An interesting one, we're evaluating ETL tools for pre-processing statement data (e.g. utility bills, bank statements) for printing.
Some of the data comes through in a single flat file, with different record types.
e.g. a record type with "01" as the first field will be address data. This will have name and address fields. A record type with "02" will be summary data, with balances and totals. Record type "03" will be a line item on the statement.
Each statement will have one 01 and 02 records, and multiple 03 records. I could pre-parse the file and split into 3 files for loading into a table, but this is less than ideal.
We take the file and do a few manipulations on it (e.g. add in a couple more fields to the address record, and maybe do some totalling / validation), and then send the file in pretty much the same format (But with the extra fields added) to our print composition program.
How would you do this in SSIS?
The big problem with variant records in SSIS is that you don't get any of the benefits of the connection manager helping with the layout, since the connection manager can only handle a single layout.
So typically, you end up with a CRLF terminated flat file with two columns: recordtype and recorddata. Then you put the conditional split in and parse each type of row on different paths. The parsing will have to split up the remaining record data and put it in columns and convert as normal, either with a derived column transform or a script transform and potentially conversion transforms.
If you had a lot of packages to do, I would seriously consider writing a custom component which produced 3 outputs already converted to your destination types.
answered my own question - see below script. AcctNum come in from a derived column from the flat file source and will be correctly populated for 02 record types, save it in local static varialbe and put it back on the row for other record types that do not contain the acct number.

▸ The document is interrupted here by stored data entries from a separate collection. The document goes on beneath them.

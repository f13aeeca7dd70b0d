//! # ddev CLI Integration Test Common Helpers
//!
//! File: cli/tests/common.rs
//!
//! ## Overview
//!
//! Shared helpers for the integration test files in `cli/tests/`. Each
//! `.rs` file there compiles as a separate test crate running the real
//! `ddev` binary.
//!
//! Every test runs against an isolated state root (`DDEV_GLOBAL_DIR`
//! pointed at a tempdir) so nothing touches the invoking user's real
//! configuration, and with `DDEV_NONINTERACTIVE` set so no test can hang
//! on a prompt.
//!

// Different test files use different helpers.
#![allow(dead_code)]

pub use assert_cmd::Command;
use std::path::Path;

/// An `assert_cmd::Command` for the compiled `ddev` binary, isolated to
/// the given state root.
pub fn ddev_cmd(state_root: &Path) -> Command {
    let mut cmd = Command::cargo_bin("ddev").expect("Failed to find ddev binary for testing");
    cmd.env("DDEV_GLOBAL_DIR", state_root);
    cmd.env("DDEV_NONINTERACTIVE", "1");
    cmd
}

/// Writes a minimal project descriptor under `root/.config/config.yaml`
/// so the walk-up locator finds a project named `name`.
pub fn write_project_descriptor(root: &Path, name: &str) {
    let config_dir = root.join(".config");
    std::fs::create_dir_all(&config_dir).expect("create .config");
    std::fs::write(config_dir.join("config.yaml"), format!("name: {}\n", name))
        .expect("write descriptor");
}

/* Microsoft SQL Server Integration Services Script Component
* Write scripts using Microsoft Visual C# 2008.
* ScriptMain is the entry point class of the script.*/
using System;
using System.Data;
using Microsoft.SqlServer.Dts.Pipeline.Wrapper;
using Microsoft.SqlServer.Dts.Runtime.Wrapper;
[Microsoft.SqlServer.Dts.Pipeline.SSISScriptComponentEntryPointAttribute]
public class ScriptMain : UserComponent
{
static String AccountNumber = null;
public override void PreExecute()
{
base.PreExecute();
/*
Add your code here for preprocessing or remove if not needed
*/
}
public override void PostExecute()
{
base.PostExecute();
/*
Add your code here for postprocessing or remove if not needed
You can set read/write variables here, for example:
Variables.MyIntVar = 100
*/
}
public override void Input0_ProcessInputRow(Input0Buffer Row)
{
if (Row.RecordType == "02")
AccountNumber = Row.AcctNum; // Store incomming Account Number into local script variable
else if (Row.RecordType == "06" || Row.RecordType == "07" || Row.RecordType == "08" ||
Row.RecordType == "09" || Row.RecordType == "10")
Row.AcctNum = AccountNumber; // Put Stored Account Number on this row.
}
}
This is possible, bu you will have to write custom logic. I did this once with DTS.
If the file is delimited, SSIS will import the fields correctly. You can write a script that examines the record type field, then branches into different inserts depending on the record type. If the file has records that are not delimited, but each type has its own fixed widths, this becomes a lot more complicated, since you'd have to parse and split each imported line, with the record types and their width hardcoded in the script.
There are a few ways to do it, but I think the easiest one to understand would be to add a conditional split after the source task, and then push it through a bunch of data conversion tasks to get the right format of data.
Make sure that your source is set up with the correct data types, so nothing falls through (e.g.-all strings). Then just check the "Record Type" field in that conditional split to send it to the right branch.